## Task statement
Retype the records that come next, word for word.

Data records
= = = =
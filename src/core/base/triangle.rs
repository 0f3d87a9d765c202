use faer::{Mat, MatRef};

////////////
// Errors //
////////////

// Error handling for matrices with invalid shapes
#[derive(Debug, Clone, PartialEq, Eq)]
pub enum ShapeError {
    NotSquare { nrows: usize, ncols: usize },
}

impl std::fmt::Display for ShapeError {
    fn fmt(&self, f: &mut std::fmt::Formatter) -> std::fmt::Result {
        match self {
            ShapeError::NotSquare { nrows, ncols } => {
                write!(f, "Matrix is not square: {} rows != {} cols", nrows, ncols)
            }
        }
    }
}

impl std::error::Error for ShapeError {}

impl From<ShapeError> for extendr_api::Error {
    fn from(err: ShapeError) -> Self {
        extendr_api::Error::Other(err.to_string())
    }
}

///////////////////
// Triangle fold //
///////////////////

/// Fold one triangle of a square matrix into the other
///
/// Every off-diagonal pair (i, j), (j, i) is combined by summation into
/// the target triangle (upper if `upper` is true, lower otherwise) and
/// the source entry is set to zero. Diagonal entries are left untouched.
/// The input is not mutated.
///
/// ### Params
///
/// * `mat` - The square matrix to fold.
/// * `upper` - If true the sums end up in the upper triangle, otherwise
///   in the lower one.
///
/// ### Returns
///
/// The folded matrix, or a `ShapeError` if `mat` is not square.
pub fn fold_triangle(mat: &MatRef<f64>, upper: bool) -> Result<Mat<f64>, ShapeError> {
    let mut res = mat.to_owned();
    fold_triangle_in_place(&mut res, upper)?;

    Ok(res)
}

/// Fold one triangle of a square matrix into the other, in place
///
/// Mutating version of [`fold_triangle`] for callers that own the
/// matrix. The shape check happens before any element is touched, so on
/// error the matrix is returned to the caller unchanged.
///
/// ### Params
///
/// * `mat` - The square matrix to fold.
/// * `upper` - If true the sums end up in the upper triangle, otherwise
///   in the lower one.
///
/// ### Returns
///
/// Unit, or a `ShapeError` if `mat` is not square.
pub fn fold_triangle_in_place(mat: &mut Mat<f64>, upper: bool) -> Result<(), ShapeError> {
    let n = mat.nrows();
    if mat.ncols() != n {
        return Err(ShapeError::NotSquare {
            nrows: n,
            ncols: mat.ncols(),
        });
    }

    // Within each pair the sum is taken before the source is zeroed.
    if upper {
        for i in 0..n {
            for j in (i + 1)..n {
                let sum = mat[(i, j)] + mat[(j, i)];
                mat[(i, j)] = sum;
                mat[(j, i)] = 0.0;
            }
        }
    } else {
        // Columns outermost: contiguous writes in column-major storage.
        for j in 0..n {
            for i in (j + 1)..n {
                let sum = mat[(i, j)] + mat[(j, i)];
                mat[(i, j)] = sum;
                mat[(j, i)] = 0.0;
            }
        }
    }

    Ok(())
}

///////////
// Tests //
///////////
= = = =
## Answer to this problem
filename src/core/base/triangle.rs
repository 0f3d87a9d765c202
use faer::{Mat, MatRef};

////////////
// Errors //
////////////

// Error handling for matrices with invalid shapes
#[derive(Debug, Clone, PartialEq, Eq)]
pub enum ShapeError {
    NotSquare { nrows: usize, ncols: usize },
}

impl std::fmt::Display for ShapeError {
    fn fmt(&self, f: &mut std::fmt::Formatter) -> std::fmt::Result {
        match self {
            ShapeError::NotSquare { nrows, ncols } => {
                write!(f, "Matrix is not square: {} rows != {} cols", nrows, ncols)
            }
        }
    }
}

impl std::error::Error for ShapeError {}

impl From<ShapeError> for extendr_api::Error {
    fn from(err: ShapeError) -> Self {
        extendr_api::Error::Other(err.to_string())
    }
}

///////////////////
// Triangle fold //
///////////////////

/// Fold one triangle of a square matrix into the other
///
/// Every off-diagonal pair (i, j), (j, i) is combined by summation into
/// the target triangle (upper if `upper` is true, lower otherwise) and
/// the source entry is set to zero. Diagonal entries are left untouched.
/// The input is not mutated.
///
/// ### Params
///
/// * `mat` - The square matrix to fold.
/// * `upper` - If true the sums end up in the upper triangle, otherwise
///   in the lower one.
///
/// ### Returns
///
/// The folded matrix, or a `ShapeError` if `mat` is not square.
pub fn fold_triangle(mat: &MatRef<f64>, upper: bool) -> Result<Mat<f64>, ShapeError> {
    let mut res = mat.to_owned();
    fold_triangle_in_place(&mut res, upper)?;

    Ok(res)
}

/// Fold one triangle of a square matrix into the other, in place
///
/// Mutating version of [`fold_triangle`] for callers that own the
/// matrix. The shape check happens before any element is touched, so on
/// error the matrix is returned to the caller unchanged.
///
/// ### Params
///
/// * `mat` - The square matrix to fold.
/// * `upper` - If true the sums end up in the upper triangle, otherwise
///   in the lower one.
///
/// ### Returns
///
/// Unit, or a `ShapeError` if `mat` is not square.
pub fn fold_triangle_in_place(mat: &mut Mat<f64>, upper: bool) -> Result<(), ShapeError> {
    let n = mat.nrows();
    if mat.ncols() != n {
        return Err(ShapeError::NotSquare {
            nrows: n,
            ncols: mat.ncols(),
        });
    }

    // Within each pair the sum is taken before the source is zeroed.
    if upper {
        for i in 0..n {
            for j in (i + 1)..n {
                let sum = mat[(i, j)] + mat[(j, i)];
                mat[(i, j)] = sum;
                mat[(j, i)] = 0.0;
            }
        }
    } else {
        // Columns outermost: contiguous writes in column-major storage.
        for j in 0..n {
            for i in (j + 1)..n {
                let sum = mat[(i, j)] + mat[(j, i)];
                mat[(i, j)] = sum;
                mat[(j, i)] = 0.0;
            }
        }
    }

    Ok(())
}

///////////
// Tests //
///////////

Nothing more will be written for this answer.